___ ENTRIES SUPPLIED
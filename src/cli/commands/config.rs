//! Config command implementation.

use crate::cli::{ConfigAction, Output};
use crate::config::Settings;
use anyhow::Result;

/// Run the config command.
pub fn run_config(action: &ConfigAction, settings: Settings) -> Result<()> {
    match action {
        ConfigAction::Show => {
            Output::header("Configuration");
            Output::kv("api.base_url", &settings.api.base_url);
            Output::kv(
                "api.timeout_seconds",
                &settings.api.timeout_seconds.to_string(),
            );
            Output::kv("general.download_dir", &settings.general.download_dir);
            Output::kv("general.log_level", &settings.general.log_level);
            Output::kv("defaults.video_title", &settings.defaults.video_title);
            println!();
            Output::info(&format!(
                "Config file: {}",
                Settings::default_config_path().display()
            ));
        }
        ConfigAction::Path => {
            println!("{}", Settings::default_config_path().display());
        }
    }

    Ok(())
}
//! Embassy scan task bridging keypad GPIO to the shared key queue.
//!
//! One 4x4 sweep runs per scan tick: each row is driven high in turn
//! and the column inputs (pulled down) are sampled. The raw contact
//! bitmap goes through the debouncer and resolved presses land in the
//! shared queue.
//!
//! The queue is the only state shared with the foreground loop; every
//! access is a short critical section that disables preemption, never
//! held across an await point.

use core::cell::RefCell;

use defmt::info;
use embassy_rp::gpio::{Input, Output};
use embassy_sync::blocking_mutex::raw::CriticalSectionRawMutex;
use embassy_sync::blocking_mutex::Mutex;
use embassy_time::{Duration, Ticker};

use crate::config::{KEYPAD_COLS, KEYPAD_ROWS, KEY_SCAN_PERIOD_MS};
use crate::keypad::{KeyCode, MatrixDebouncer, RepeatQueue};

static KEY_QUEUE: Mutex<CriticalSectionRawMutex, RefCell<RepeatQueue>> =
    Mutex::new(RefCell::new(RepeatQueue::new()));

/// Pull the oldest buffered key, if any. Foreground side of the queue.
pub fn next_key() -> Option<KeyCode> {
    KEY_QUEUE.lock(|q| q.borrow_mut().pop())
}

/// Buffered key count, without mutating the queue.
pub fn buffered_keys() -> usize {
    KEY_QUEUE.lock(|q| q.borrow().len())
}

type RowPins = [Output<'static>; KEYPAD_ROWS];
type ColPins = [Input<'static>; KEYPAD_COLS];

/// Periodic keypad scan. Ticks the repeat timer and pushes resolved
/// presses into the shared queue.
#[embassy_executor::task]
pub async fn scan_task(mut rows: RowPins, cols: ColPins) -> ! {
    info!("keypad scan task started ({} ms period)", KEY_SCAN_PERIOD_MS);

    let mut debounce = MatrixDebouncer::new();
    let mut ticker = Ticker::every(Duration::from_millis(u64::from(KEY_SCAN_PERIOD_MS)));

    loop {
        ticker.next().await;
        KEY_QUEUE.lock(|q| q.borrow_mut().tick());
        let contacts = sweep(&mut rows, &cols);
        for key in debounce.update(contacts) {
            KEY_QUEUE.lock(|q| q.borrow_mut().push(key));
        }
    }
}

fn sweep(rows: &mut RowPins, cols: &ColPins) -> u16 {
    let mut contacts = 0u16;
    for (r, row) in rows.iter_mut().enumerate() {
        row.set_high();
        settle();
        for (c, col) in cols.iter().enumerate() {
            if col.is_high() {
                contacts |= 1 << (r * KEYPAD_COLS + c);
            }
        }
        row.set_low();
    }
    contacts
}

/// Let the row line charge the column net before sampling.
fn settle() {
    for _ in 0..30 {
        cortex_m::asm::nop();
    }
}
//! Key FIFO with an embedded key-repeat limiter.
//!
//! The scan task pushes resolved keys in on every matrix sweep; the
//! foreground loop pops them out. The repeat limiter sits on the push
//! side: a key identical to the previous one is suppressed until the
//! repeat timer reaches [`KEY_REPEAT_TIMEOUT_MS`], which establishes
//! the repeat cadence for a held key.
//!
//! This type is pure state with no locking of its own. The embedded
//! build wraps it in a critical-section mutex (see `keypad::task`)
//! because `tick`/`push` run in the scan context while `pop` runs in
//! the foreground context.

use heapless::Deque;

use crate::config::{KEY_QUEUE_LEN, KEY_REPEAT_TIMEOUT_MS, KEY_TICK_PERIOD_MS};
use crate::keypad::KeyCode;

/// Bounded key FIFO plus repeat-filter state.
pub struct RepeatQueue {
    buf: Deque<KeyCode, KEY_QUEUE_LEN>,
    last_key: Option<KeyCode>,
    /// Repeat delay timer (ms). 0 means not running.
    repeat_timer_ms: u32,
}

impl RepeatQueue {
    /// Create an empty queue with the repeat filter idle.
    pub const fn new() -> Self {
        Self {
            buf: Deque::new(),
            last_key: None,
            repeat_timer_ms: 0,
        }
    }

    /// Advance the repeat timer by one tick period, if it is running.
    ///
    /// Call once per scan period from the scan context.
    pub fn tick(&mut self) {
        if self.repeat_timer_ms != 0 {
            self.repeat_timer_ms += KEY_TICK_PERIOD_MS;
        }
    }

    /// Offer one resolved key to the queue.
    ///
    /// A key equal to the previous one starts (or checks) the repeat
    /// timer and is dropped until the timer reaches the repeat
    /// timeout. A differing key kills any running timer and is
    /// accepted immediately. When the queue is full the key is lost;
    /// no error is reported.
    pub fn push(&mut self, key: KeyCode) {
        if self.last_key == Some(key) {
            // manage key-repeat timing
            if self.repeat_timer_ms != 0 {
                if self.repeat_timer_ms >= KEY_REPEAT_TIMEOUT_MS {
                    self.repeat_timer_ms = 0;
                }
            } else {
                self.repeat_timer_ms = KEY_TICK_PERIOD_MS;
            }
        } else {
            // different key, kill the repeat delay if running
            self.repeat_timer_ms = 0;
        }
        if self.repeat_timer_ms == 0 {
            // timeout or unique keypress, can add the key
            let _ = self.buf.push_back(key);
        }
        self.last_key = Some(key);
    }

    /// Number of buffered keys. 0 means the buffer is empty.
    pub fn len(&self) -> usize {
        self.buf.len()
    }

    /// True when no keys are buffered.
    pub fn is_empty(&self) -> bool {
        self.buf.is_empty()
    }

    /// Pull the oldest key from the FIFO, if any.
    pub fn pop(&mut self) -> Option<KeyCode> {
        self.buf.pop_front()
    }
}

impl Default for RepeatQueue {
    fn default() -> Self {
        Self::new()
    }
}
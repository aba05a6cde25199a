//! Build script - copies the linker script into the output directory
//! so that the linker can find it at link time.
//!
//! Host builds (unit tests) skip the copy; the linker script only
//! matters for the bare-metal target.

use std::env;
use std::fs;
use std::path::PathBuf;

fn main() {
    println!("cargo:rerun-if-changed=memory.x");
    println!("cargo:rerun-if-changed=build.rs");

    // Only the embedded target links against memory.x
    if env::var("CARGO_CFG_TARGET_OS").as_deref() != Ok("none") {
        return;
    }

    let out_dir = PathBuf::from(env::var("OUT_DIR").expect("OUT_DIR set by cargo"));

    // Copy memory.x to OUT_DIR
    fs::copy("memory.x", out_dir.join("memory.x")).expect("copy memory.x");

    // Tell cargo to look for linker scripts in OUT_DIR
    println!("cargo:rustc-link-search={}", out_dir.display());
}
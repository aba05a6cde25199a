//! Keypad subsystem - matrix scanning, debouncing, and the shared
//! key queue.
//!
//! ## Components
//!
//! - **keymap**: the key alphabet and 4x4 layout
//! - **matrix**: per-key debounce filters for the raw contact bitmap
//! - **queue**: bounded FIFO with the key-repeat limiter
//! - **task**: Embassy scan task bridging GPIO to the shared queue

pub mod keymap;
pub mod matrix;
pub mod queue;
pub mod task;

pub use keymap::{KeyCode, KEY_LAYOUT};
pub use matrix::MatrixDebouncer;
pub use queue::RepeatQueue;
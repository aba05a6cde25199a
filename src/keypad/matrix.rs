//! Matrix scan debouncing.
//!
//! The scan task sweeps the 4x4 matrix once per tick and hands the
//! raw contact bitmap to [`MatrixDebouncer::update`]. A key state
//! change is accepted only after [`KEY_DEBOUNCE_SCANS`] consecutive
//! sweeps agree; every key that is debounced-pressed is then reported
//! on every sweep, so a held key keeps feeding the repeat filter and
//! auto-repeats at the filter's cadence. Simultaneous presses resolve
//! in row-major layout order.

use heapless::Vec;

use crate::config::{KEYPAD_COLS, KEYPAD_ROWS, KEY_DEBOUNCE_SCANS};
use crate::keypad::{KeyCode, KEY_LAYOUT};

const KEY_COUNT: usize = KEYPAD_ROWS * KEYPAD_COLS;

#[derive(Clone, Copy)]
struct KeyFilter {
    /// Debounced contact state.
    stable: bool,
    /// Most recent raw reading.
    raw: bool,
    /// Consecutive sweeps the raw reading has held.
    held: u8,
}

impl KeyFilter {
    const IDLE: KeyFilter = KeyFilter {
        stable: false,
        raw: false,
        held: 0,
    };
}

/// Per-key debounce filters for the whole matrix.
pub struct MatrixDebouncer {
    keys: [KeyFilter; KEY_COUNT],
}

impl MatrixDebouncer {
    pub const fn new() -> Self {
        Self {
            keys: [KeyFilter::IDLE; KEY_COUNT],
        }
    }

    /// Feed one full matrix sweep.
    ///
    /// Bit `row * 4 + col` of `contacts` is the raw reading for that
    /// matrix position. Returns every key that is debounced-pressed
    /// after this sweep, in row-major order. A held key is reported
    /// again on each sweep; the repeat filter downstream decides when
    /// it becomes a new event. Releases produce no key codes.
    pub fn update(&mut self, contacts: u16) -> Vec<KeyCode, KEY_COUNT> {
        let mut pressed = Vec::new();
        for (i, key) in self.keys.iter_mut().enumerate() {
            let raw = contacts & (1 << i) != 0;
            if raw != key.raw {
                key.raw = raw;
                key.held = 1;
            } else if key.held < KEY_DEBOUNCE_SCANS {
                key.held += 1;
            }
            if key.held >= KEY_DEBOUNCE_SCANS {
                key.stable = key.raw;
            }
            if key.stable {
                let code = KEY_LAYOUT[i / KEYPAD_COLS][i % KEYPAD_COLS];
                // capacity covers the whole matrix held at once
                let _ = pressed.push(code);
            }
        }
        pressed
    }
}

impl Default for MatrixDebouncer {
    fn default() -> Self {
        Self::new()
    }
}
______
## ABOUT THIS EXERCISE
Starting at the line that contains "type RowPins = [Output<'static>;" and stopping after the line that contains "row.set_high();", write out every line exactly as it appears above, and no other line.

## TASK OUTPUT
type RowPins = [Output<'static>; KEYPAD_ROWS];
type ColPins = [Input<'static>; KEYPAD_COLS];

/// Periodic keypad scan. Ticks the repeat timer and pushes resolved
/// presses into the shared queue.
#[embassy_executor::task]
pub async fn scan_task(mut rows: RowPins, cols: ColPins) -> ! {
    info!("keypad scan task started ({} ms period)", KEY_SCAN_PERIOD_MS);

    let mut debounce = MatrixDebouncer::new();
    let mut ticker = Ticker::every(Duration::from_millis(u64::from(KEY_SCAN_PERIOD_MS)));

    loop {
        ticker.next().await;
        KEY_QUEUE.lock(|q| q.borrow_mut().tick());
        let contacts = sweep(&mut rows, &cols);
        for key in debounce.update(contacts) {
            KEY_QUEUE.lock(|q| q.borrow_mut().push(key));
        }
    }
}

fn sweep(rows: &mut RowPins, cols: &ColPins) -> u16 {
    let mut contacts = 0u16;
    for (r, row) in rows.iter_mut().enumerate() {
        row.set_high();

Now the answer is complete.